Coffee › El Salvador › Ethiopia ›


Two Fantastic Festive Coffees

"El Martillo SL28 from El Salvador and Dimtu Espresso from Ethiopia."

Two years ago, we introduced our first two festive coffees for the holiday season and last year brought you two more. Now entering our third consecutive year of bringing you a couple of felicitously festive-tasting coffees, it’s safe to call it a tradition. 

For our filter range, we're excited to have secured this year’s slightly larger crop of SL28 variety coffee. Grown by the Salaverria brothers on the El Martillo plot of their Finca San Francisco estate in El Salvador, 2017 was the first time these young trees, planted in 2014, had produced enough seeds to properly process and export. We were able to purchase both a washed and a red honey version of the tiny production.

The El Martillo tablón on the Salaverria's Finca San Francisco estate is planted out with a range of unusual varieties, including SL28, Yellow Icatu and Orange Bourbon.

"The El Martillo tablón on the Salaverria's Finca San Francisco estate is planted out with a range of unusual varieties, including SL28, Yellow Icatu and Orange Bourbon."

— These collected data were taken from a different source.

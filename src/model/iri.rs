//! Profiled names
//!
//! An [`Iri`] pairs a vocabulary profile with a local name. It is the key used
//! for both item types and properties regardless of the source format.

use crate::error::{Error, Result};
use serde::{Deserialize, Serialize};
use std::fmt;

/// Profile of microformats 2 types and properties
pub const MICROFORMATS_PROFILE: &str = "http://microformats.org/profile/";

/// Profile of HTML link types and link attributes
pub const HTML_PROFILE: &str = "http://www.w3.org/1999/xhtml/vocab#";

/// Immutable `(profile, name)` pair
#[derive(Debug, Clone, PartialEq, Eq, Hash, PartialOrd, Ord, Serialize, Deserialize)]
pub struct Iri {
    profile: String,
    name: String,
}

impl Iri {
    pub fn new(profile: impl Into<String>, name: impl Into<String>) -> Self {
        Self {
            profile: profile.into(),
            name: name.into(),
        }
    }

    /// Name without a vocabulary
    pub fn unprofiled(name: impl Into<String>) -> Self {
        Self::new("", name)
    }

    /// Like [`Iri::new`] but rejects an empty name
    pub fn profiled(profile: impl Into<String>, name: impl Into<String>) -> Result<Self> {
        let name = name.into();
        if name.trim().is_empty() {
            return Err(Error::MissingName);
        }
        Ok(Self::new(profile, name))
    }

    /// Split an absolute IRI after its last `#` or `/`.
    ///
    /// `https://schema.org/Person` becomes `("https://schema.org/", "Person")`.
    /// Strings without a separator are returned unprofiled.
    pub fn from_url(iri: &str) -> Self {
        let split = iri.rfind('#').or_else(|| iri.rfind('/'));
        match split {
            Some(pos) if crate::jsonld::is_absolute(iri) => {
                Self::new(&iri[..=pos], &iri[pos + 1..])
            }
            _ => Self::unprofiled(iri),
        }
    }

    pub fn profile(&self) -> &str {
        &self.profile
    }

    pub fn name(&self) -> &str {
        &self.name
    }

    pub fn is_profiled(&self) -> bool {
        !self.profile.is_empty()
    }
}

impl fmt::Display for Iri {
    fn fmt(&self, f: &mut fmt::Formatter<'_>) -> fmt::Result {
        write!(f, "{}{}", self.profile, self.name)
    }
}

impl From<&str> for Iri {
    fn from(name: &str) -> Self {
        Self::unprofiled(name)
    }
}

impl From<String> for Iri {
    fn from(name: String) -> Self {
        Self::unprofiled(name)
    }
}

impl From<&Iri> for Iri {
    fn from(iri: &Iri) -> Self {
        iri.clone()
    }
}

Raoul is the lab manager responsible for roasting samples of the wide range of lots processed at the Las Cruces mill in Santa Ana, El Salvador.

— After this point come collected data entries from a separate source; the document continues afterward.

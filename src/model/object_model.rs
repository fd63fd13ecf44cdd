//! Read side of the item graph

use crate::error::{Error, Result};
use crate::model::{Iri, Item};
use once_cell::sync::Lazy;
use regex::Regex;
use serde::{Deserialize, Serialize};
use serde_json::Value as JsonValue;
use std::collections::BTreeMap;

static ACCESSOR: Lazy<Regex> =
    Lazy::new(|| Regex::new(r"^\s*([^\[\]\s]+)\s*(?:\[\s*([^\]]*?)\s*\])?\s*$").unwrap());

/// Immutable list of items with type filtering
#[derive(Debug, Clone, Default, PartialEq)]
pub struct ItemList(Vec<Item>);

impl ItemList {
    pub fn new(items: Vec<Item>) -> Self {
        Self(items)
    }

    /// Items having any of `types`, or all items if `types` is empty
    pub fn items<I, T>(&self, types: I) -> Vec<&Item>
    where
        I: IntoIterator<Item = T>,
        T: Into<Iri>,
    {
        let types: Vec<Iri> = types.into_iter().map(Into::into).collect();
        if types.is_empty() {
            return self.0.iter().collect();
        }
        self.0
            .iter()
            .filter(|item| item.is_of_type(types.iter()))
            .collect()
    }

    /// First item having any of `types`
    pub fn first_item<I, T>(&self, types: I) -> Result<&Item>
    where
        I: IntoIterator<Item = T>,
        T: Into<Iri>,
    {
        let types: Vec<Iri> = types.into_iter().map(Into::into).collect();
        self.items(types.iter()).into_iter().next().ok_or_else(|| Error::NoItemOfType {
            types: join(&types),
        })
    }

    /// The `index`-th item of a type given by name or alias (`hCard`, `h-card`)
    pub fn item_by_type(&self, type_name: impl Into<Iri>, index: usize) -> Result<&Item> {
        let type_name = type_name.into();
        self.items([&type_name])
            .get(index)
            .copied()
            .ok_or_else(|| Error::ItemIndexOutOfBounds {
                types: type_name.to_string(),
                index,
            })
    }

    /// Resolve an accessor expression like `hCard` or `hCard[1]`
    pub fn lookup(&self, expression: &str) -> Result<&Item> {
        let invalid = || Error::InvalidItemIndex {
            index: expression.to_string(),
        };
        let caps = ACCESSOR.captures(expression).ok_or_else(invalid)?;
        let index = match caps.get(2) {
            Some(m) => m.as_str().parse::<usize>().map_err(|_| invalid())?,
            None => 0,
        };
        self.item_by_type(&caps[1], index)
    }

    pub fn iter(&self) -> std::slice::Iter<'_, Item> {
        self.0.iter()
    }

    pub fn len(&self) -> usize {
        self.0.len()
    }

    pub fn is_empty(&self) -> bool {
        self.0.is_empty()
    }

    pub fn as_slice(&self) -> &[Item] {
        &self.0
    }
}

impl<'a> IntoIterator for &'a ItemList {
    type Item = &'a Item;
    type IntoIter = std::slice::Iter<'a, Item>;

    fn into_iter(self) -> Self::IntoIter {
        self.0.iter()
    }
}

fn join(types: &[Iri]) -> String {
    types
        .iter()
        .map(Iri::to_string)
        .collect::<Vec<_>>()
        .join(", ")
}

/// Target of one `rel` declaration
#[derive(Debug, Clone, PartialEq, Eq, Serialize, Deserialize)]
#[serde(transparent)]
pub struct RelValue(String);

impl RelValue {
    pub fn new(url: impl Into<String>) -> Self {
        Self(url.into())
    }

    pub fn as_str(&self) -> &str {
        &self.0
    }
}

/// An alternate representation of the document (`rel="alternate"` links)
#[derive(Debug, Clone, PartialEq, Eq, Serialize, Deserialize)]
pub struct AlternateResource {
    pub url: String,
    #[serde(rename = "type", skip_serializing_if = "Option::is_none")]
    pub media_type: Option<String>,
    #[serde(skip_serializing_if = "Option::is_none")]
    pub media: Option<String>,
    #[serde(skip_serializing_if = "Option::is_none")]
    pub hreflang: Option<String>,
    #[serde(skip_serializing_if = "Option::is_none")]
    pub title: Option<String>,
}

/// Items, rel declarations and alternates of one document
#[derive(Debug, Clone, Default, PartialEq)]
pub struct ItemObjectModel {
    items: ItemList,
    rels: BTreeMap<String, Vec<RelValue>>,
    alternates: Vec<AlternateResource>,
}

impl ItemObjectModel {
    pub fn new(
        items: Vec<Item>,
        rels: BTreeMap<String, Vec<RelValue>>,
        alternates: Vec<AlternateResource>,
    ) -> Self {
        Self {
            items: ItemList::new(items),
            rels,
            alternates,
        }
    }

    pub fn item_list(&self) -> &ItemList {
        &self.items
    }

    /// See [`ItemList::items`]
    pub fn items<I, T>(&self, types: I) -> Vec<&Item>
    where
        I: IntoIterator<Item = T>,
        T: Into<Iri>,
    {
        self.items.items(types)
    }

    /// See [`ItemList::first_item`]
    pub fn first_item<I, T>(&self, types: I) -> Result<&Item>
    where
        I: IntoIterator<Item = T>,
        T: Into<Iri>,
    {
        self.items.first_item(types)
    }

    pub fn rels(&self) -> &BTreeMap<String, Vec<RelValue>> {
        &self.rels
    }

    /// The `index`-th target of a rel type
    pub fn rel(&self, rel: &str, index: usize) -> Result<&RelValue> {
        self.rels
            .get(rel)
            .and_then(|values| values.get(index))
            .ok_or_else(|| Error::InvalidRel {
                rel: rel.to_string(),
                index,
            })
    }

    pub fn alternates(&self) -> &[AlternateResource] {
        &self.alternates
    }

    /// First alternate with the given media type
    pub fn alternate(&self, media_type: &str) -> Result<&AlternateResource> {
        self.alternates
            .iter()
            .find(|alt| alt.media_type.as_deref() == Some(media_type))
            .ok_or_else(|| Error::InvalidAlternate {
                media_type: media_type.to_string(),
            })
    }

    /// Plain nested JSON form
    pub fn export(&self) -> JsonValue {
        serde_json::json!({
            "items": self.items.iter().map(Item::export).collect::<Vec<_>>(),
            "rels": self.rels,
            "alternates": self.alternates,
        })
    }
}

"Raoul is the lab manager responsible for roasting samples of the wide range of lots processed at the Las Cruces mill in Santa Ana, El Salvador."

This year, based on feedback from ourselves and our customers as to which lot was better received, the brothers have processed the entire production as a full honey process (also referred to as a 'black honey process'). The 2018 harvest in El Salvador was particularly challenging for a number of reasons, and we've found all our coffees from the country to have been dialled back in intensity compared to years past. However, El Martillo SL28 is still tasting complex, full of botanical and herbal aromas as well as notes of preserved fruit and a delicately boozy quality. In the roastery, we've been experimenting with slightly more concentrated brewing recipes, achieving our favourite results when using between 65 and 70 grams of coffee per litre for pourover brewing, rather than our more usual 60g per litre, as we’ve found the slightly increased strength and concentration of flavour works really well for this coffee. Also, with the days getting shorter and the mornings darker, who wouldn’t appreciate that 10% dose increase in their morning coffee? 

Try out a recipe of 33g to 500g water for a little extra concentration and vibrancy when brewing the El Martillo SL28.

"Try out a recipe of 33g to 500g water for a little extra concentration and vibrancy when brewing the El Martillo SL28."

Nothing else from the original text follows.